1. This is a suit for the possession of immoveable property brought by a purchaser under a private alienation against a purchaser at an execution sale, who was also the decree-holder and against the judgment-debtor. There was also originally another defendant, but he has since died and is now represented by the decree-holder.
2. The suit was decided in the plaintiff's favour in the Court of the Subordinate Judge at Berhampur, but on appeal it was dismissed with costs by the High Court of Calcutta. From the High Court's decree the present appeal has been preferred to His Majesty in Council.

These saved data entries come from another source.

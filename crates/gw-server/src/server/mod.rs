//! SSH server: connection handler and listener

pub mod handler;
pub mod listener;

pub use handler::{ConnectionController, ServerConfig};
pub use listener::{load_or_generate_host_key, SshServer};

3. The judgment-debtor is Chhatrapat Singh Dugar, who is not inexperienced in litigation. Two decrees were passed against him in the High Court of Calcutta on its Original Side, one on the 24th August, 1896, in suit 449 of 1890, the other on the 3rd January, 1001, in suit No. 302 of 1900. The defendant, Raja Bijoy Singh Dudhuria, the purchaser at the execution sale, was a transferee of both decrees and so became the decree-holder under each.

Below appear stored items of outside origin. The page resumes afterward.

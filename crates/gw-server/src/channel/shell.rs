//! Interactive shell sessions
//!
//! Bridges a shell channel to a process running inside a
//! pseudo-terminal. The PTY owns echo and line discipline; this module
//! only relays bytes, applies resizes, and reports the exit.
//!
//! portable-pty I/O is blocking, so the master reader, master writer,
//! and process reaper each run on their own thread and meet the async
//! relay task over channels.

use std::io::{Read, Write};
use std::sync::Arc;

use portable_pty::{native_pty_system, ChildKiller, CommandBuilder, MasterPty, PtySize};
use tokio::sync::{mpsc, oneshot};

use gw_core::error::SessionError;

use super::{exit_signal_for, AdapterControl, ChannelSink};
use crate::session::PtyInfo;

/// How the PTY process ended
#[derive(Debug, Clone, Copy)]
enum PtyExit {
    Code(i32),
    Signal(i32),
}

/// Bridges one shell channel to one PTY process
pub struct InteractiveShellAdapter;

impl InteractiveShellAdapter {
    /// Allocate a PTY sized from `pty`, spawn the shell inside it, and
    /// start the relay. Dropping the returned sender kills the shell.
    pub fn spawn(
        shell: &str,
        pty: &PtyInfo,
        sink: Arc<dyn ChannelSink>,
    ) -> Result<mpsc::Sender<AdapterControl>, SessionError> {
        let pty_system = native_pty_system();
        let pair = pty_system
            .openpty(PtySize {
                rows: dimension(pty.rows, 24),
                cols: dimension(pty.cols, 80),
                pixel_width: 0,
                pixel_height: 0,
            })
            .map_err(|e| SessionError::PtyAllocation(e.to_string()))?;

        let mut cmd = CommandBuilder::new(shell);
        cmd.env("TERM", &pty.term);
        if let Some(home) = dirs::home_dir() {
            cmd.cwd(home);
        }

        let child = pair
            .slave
            .spawn_command(cmd)
            .map_err(|e| SessionError::Spawn {
                command: shell.to_string(),
                reason: e.to_string(),
            })?;

        // The child keeps its own slave handle; drop the parent's so
        // the master sees EOF when the child exits.
        drop(pair.slave);

        let killer = child.clone_killer();
        let pid = child.process_id();
        tracing::debug!("Spawned shell {} in PTY, pid={:?}", shell, pid);

        let reader = pair
            .master
            .try_clone_reader()
            .map_err(|e| SessionError::PtyAllocation(e.to_string()))?;
        let writer = pair
            .master
            .take_writer()
            .map_err(|e| SessionError::PtyAllocation(e.to_string()))?;

        // PTY master -> relay
        let (out_tx, out_rx) = mpsc::channel::<Vec<u8>>(64);
        std::thread::spawn(move || {
            let mut reader = reader;
            let mut buf = [0u8; 8192];
            loop {
                match reader.read(&mut buf) {
                    // EOF, or EIO once the child side is gone
                    Ok(0) | Err(_) => break,
                    Ok(n) => {
                        if out_tx.blocking_send(buf[..n].to_vec()).is_err() {
                            break;
                        }
                    }
                }
            }
        });

        // Relay -> PTY master
        let (in_tx, mut in_rx) = mpsc::channel::<Vec<u8>>(64);
        std::thread::spawn(move || {
            let mut writer = writer;
            while let Some(data) = in_rx.blocking_recv() {
                if writer.write_all(&data).and_then(|_| writer.flush()).is_err() {
                    break;
                }
            }
        });

        // Reap with signal detail; portable-pty's own wait folds a
        // signal death into a bare exit code.
        let (exit_tx, exit_rx) = oneshot::channel();
        std::thread::spawn(move || {
            let mut child = child;
            let exit = match pid {
                Some(pid) => wait_for_exit(pid as i32),
                None => match child.wait() {
                    Ok(status) => PtyExit::Code(status.exit_code() as i32),
                    Err(_) => PtyExit::Code(1),
                },
            };
            let _ = exit_tx.send(exit);
        });

        let (control_tx, control_rx) = mpsc::channel(64);
        tokio::spawn(run(
            pair.master,
            killer,
            in_tx,
            out_rx,
            exit_rx,
            control_rx,
            sink,
        ));
        Ok(control_tx)
    }
}

/// Clamp a requested dimension to the PTY's u16 range
fn dimension(value: u32, fallback: u16) -> u16 {
    if value == 0 || value > u16::MAX as u32 {
        fallback
    } else {
        value as u16
    }
}

fn wait_for_exit(pid: i32) -> PtyExit {
    use nix::sys::wait::{waitpid, WaitStatus};
    use nix::unistd::Pid;

    match waitpid(Pid::from_raw(pid), None) {
        Ok(WaitStatus::Exited(_, code)) => PtyExit::Code(code),
        Ok(WaitStatus::Signaled(_, signal, _)) => PtyExit::Signal(signal as i32),
        _ => PtyExit::Code(1),
    }
}

/// Relay loop owning the PTY master.
///
/// Output is polled before the exit arm so everything the shell wrote
/// before exiting reaches the channel ahead of the exit notification.
async fn run(
    master: Box<dyn MasterPty + Send>,
    mut killer: Box<dyn ChildKiller + Send + Sync>,
    in_tx: mpsc::Sender<Vec<u8>>,
    mut out_rx: mpsc::Receiver<Vec<u8>>,
    mut exit_rx: oneshot::Receiver<PtyExit>,
    mut control_rx: mpsc::Receiver<AdapterControl>,
    sink: Arc<dyn ChannelSink>,
) {
    let mut out_open = true;
    let mut ctl_open = true;
    let mut closed_by_client = false;

    let exit = loop {
        tokio::select! {
            biased;

            out = out_rx.recv(), if out_open => match out {
                Some(data) => sink.data(&data).await,
                None => out_open = false,
            },
            ctl = control_rx.recv(), if ctl_open => match ctl {
                Some(AdapterControl::Stdin(data)) => {
                    let _ = in_tx.send(data).await;
                }
                // A PTY has no input half-close
                Some(AdapterControl::StdinEof) => {}
                Some(AdapterControl::Resize { cols, rows }) => {
                    let size = PtySize {
                        rows: dimension(rows, 24),
                        cols: dimension(cols, 80),
                        pixel_width: 0,
                        pixel_height: 0,
                    };
                    if let Err(e) = master.resize(size) {
                        tracing::warn!("PTY resize failed: {}", e);
                    }
                }
                Some(AdapterControl::Close) | None => {
                    // Client closed the channel; kill the shell and
                    // keep looping until the reaper reports the exit.
                    ctl_open = false;
                    closed_by_client = true;
                    let _ = killer.kill();
                }
            },
            exit = &mut exit_rx => break exit.unwrap_or(PtyExit::Code(1)),
        }
    };

    // Deliver output that was already queued when the exit landed.
    while out_open {
        tokio::select! {
            biased;
            out = out_rx.recv() => match out {
                Some(data) => sink.data(&data).await,
                None => out_open = false,
            },
            _ = std::future::ready(()) => break,
        }
    }

    drop(master);

    if closed_by_client {
        // Channel already closed from the other side; nothing to report.
        return;
    }

    match exit {
        PtyExit::Signal(signal) => {
            tracing::debug!("Shell killed by signal {}", signal);
            sink.exit_signal(exit_signal_for(signal)).await;
        }
        PtyExit::Code(code) => {
            tracing::debug!("Shell exited with status {}", code);
            sink.exit_status(code.max(0) as u32).await;
        }
    }

    sink.eof().await;
    sink.close().await;
}

#[cfg(test)]
mod tests {
    use super::*;
    use crate::channel::test_support::{RecordingSink, SinkEvent};
    use std::time::Duration;
    use tokio::time::timeout;

    const SHELL: &str = "/bin/sh";

    #[tokio::test]
    async fn test_shell_exit_code_reported() {
        let sink = RecordingSink::new();
        let control =
            InteractiveShellAdapter::spawn(SHELL, &PtyInfo::default(), sink.clone()).unwrap();

        control
            .send(AdapterControl::Stdin(b"exit 7\n".to_vec()))
            .await
            .unwrap();

        timeout(Duration::from_secs(10), sink.wait_closed())
            .await
            .expect("channel never closed");

        let events = sink.events();
        assert!(events
            .iter()
            .any(|e| matches!(e, SinkEvent::ExitStatus(7))));
        assert!(matches!(events.last(), Some(SinkEvent::Close)));
    }

    #[tokio::test]
    async fn test_pty_sized_from_request() {
        let sink = RecordingSink::new();
        let info = PtyInfo {
            term: "xterm".to_string(),
            cols: 100,
            rows: 40,
        };
        let control = InteractiveShellAdapter::spawn(SHELL, &info, sink.clone()).unwrap();

        control
            .send(AdapterControl::Stdin(b"stty size; exit\n".to_vec()))
            .await
            .unwrap();

        timeout(Duration::from_secs(10), sink.wait_closed())
            .await
            .expect("channel never closed");

        let output = String::from_utf8_lossy(&sink.stdout()).to_string();
        assert!(output.contains("40 100"), "unexpected output: {}", output);
    }

    #[tokio::test]
    async fn test_window_change_resizes_live_pty() {
        let sink = RecordingSink::new();
        let control =
            InteractiveShellAdapter::spawn(SHELL, &PtyInfo::default(), sink.clone()).unwrap();

        // Control messages are applied in order, so the resize lands
        // before the shell reads the stty command.
        control
            .send(AdapterControl::Resize {
                cols: 120,
                rows: 50,
            })
            .await
            .unwrap();
        control
            .send(AdapterControl::Stdin(b"stty size; exit\n".to_vec()))
            .await
            .unwrap();

        timeout(Duration::from_secs(10), sink.wait_closed())
            .await
            .expect("channel never closed");

        let output = String::from_utf8_lossy(&sink.stdout()).to_string();
        assert!(output.contains("50 120"), "unexpected output: {}", output);
    }

    #[tokio::test]
    async fn test_client_close_kills_shell_silently() {
        let sink = RecordingSink::new();
        let control =
            InteractiveShellAdapter::spawn(SHELL, &PtyInfo::default(), sink.clone()).unwrap();

        control.send(AdapterControl::Close).await.unwrap();
        tokio::time::sleep(Duration::from_millis(500)).await;

        // The shell may have echoed a prompt, but no exit or close
        // notification goes out on a client-closed channel.
        assert!(!sink.events().iter().any(|e| matches!(
            e,
            SinkEvent::ExitStatus(_) | SinkEvent::ExitSignal(_) | SinkEvent::Close
        )));
    }
}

4. It will be convenient to trace briefly the history of these decrees, both of which were sent for execution to the Court of the District Judge of Murshidabad.
5. On the 13th June, 1002, an application was made at Murshidabfid by the decree-holder, for execution of the decree of 1896 and the proceedings became execution Case No. 8 of 1902.
6. On the 12th July, 1902, an order of attachment was made under Section 274, Civil Procedure Code, prohibiting the judgment-debtor from alienating the property there specified until any other order should be passed by that Court.
7. The proceedings were protracted by adverse claims, but ultimately on the 29th March, 1905, the following order was recorded: "Nothing further can be done in this case at present. The application for execution is accordingly dismissed with the consent of the decree-holder. Certify result to the High Court, Original Side."
8. Though this does not appear on the record, it may be assumed that the Murshidabad Court certified the result to the High Court, in accordance with the provisions of the Code (Section 223).
9. On the 26th July, 1907, another application, No. 19 of 1907, was made to the Murshidabad Court for execution of the decree of 1896 and here, too, it may be assumed that an order was made by the High Court for the transmission of the decree. The order made on the application was, "Now issue warrant of attachment. Returnable on 16th August."
10. On the 29th July, 1907, at the decree-holder's instance, the issue of the warrant of attachment was stayed and a direction given for the issue of notice to the judgment-debtor to show cause, on the 10th August, why the properties should not be advertised for sale.
11. On the 16th August the decree-holder applied for the issue of a sale proclamation, "the attachment being taken to have subsisted since the order passed on the 27th March, 1905, on his previous application for sale of the same properties.... Previous to that order there had been an order passed on the 20th March, 1905, directing that the 'sale of the [other] property now for sale here is postponed indefinitely."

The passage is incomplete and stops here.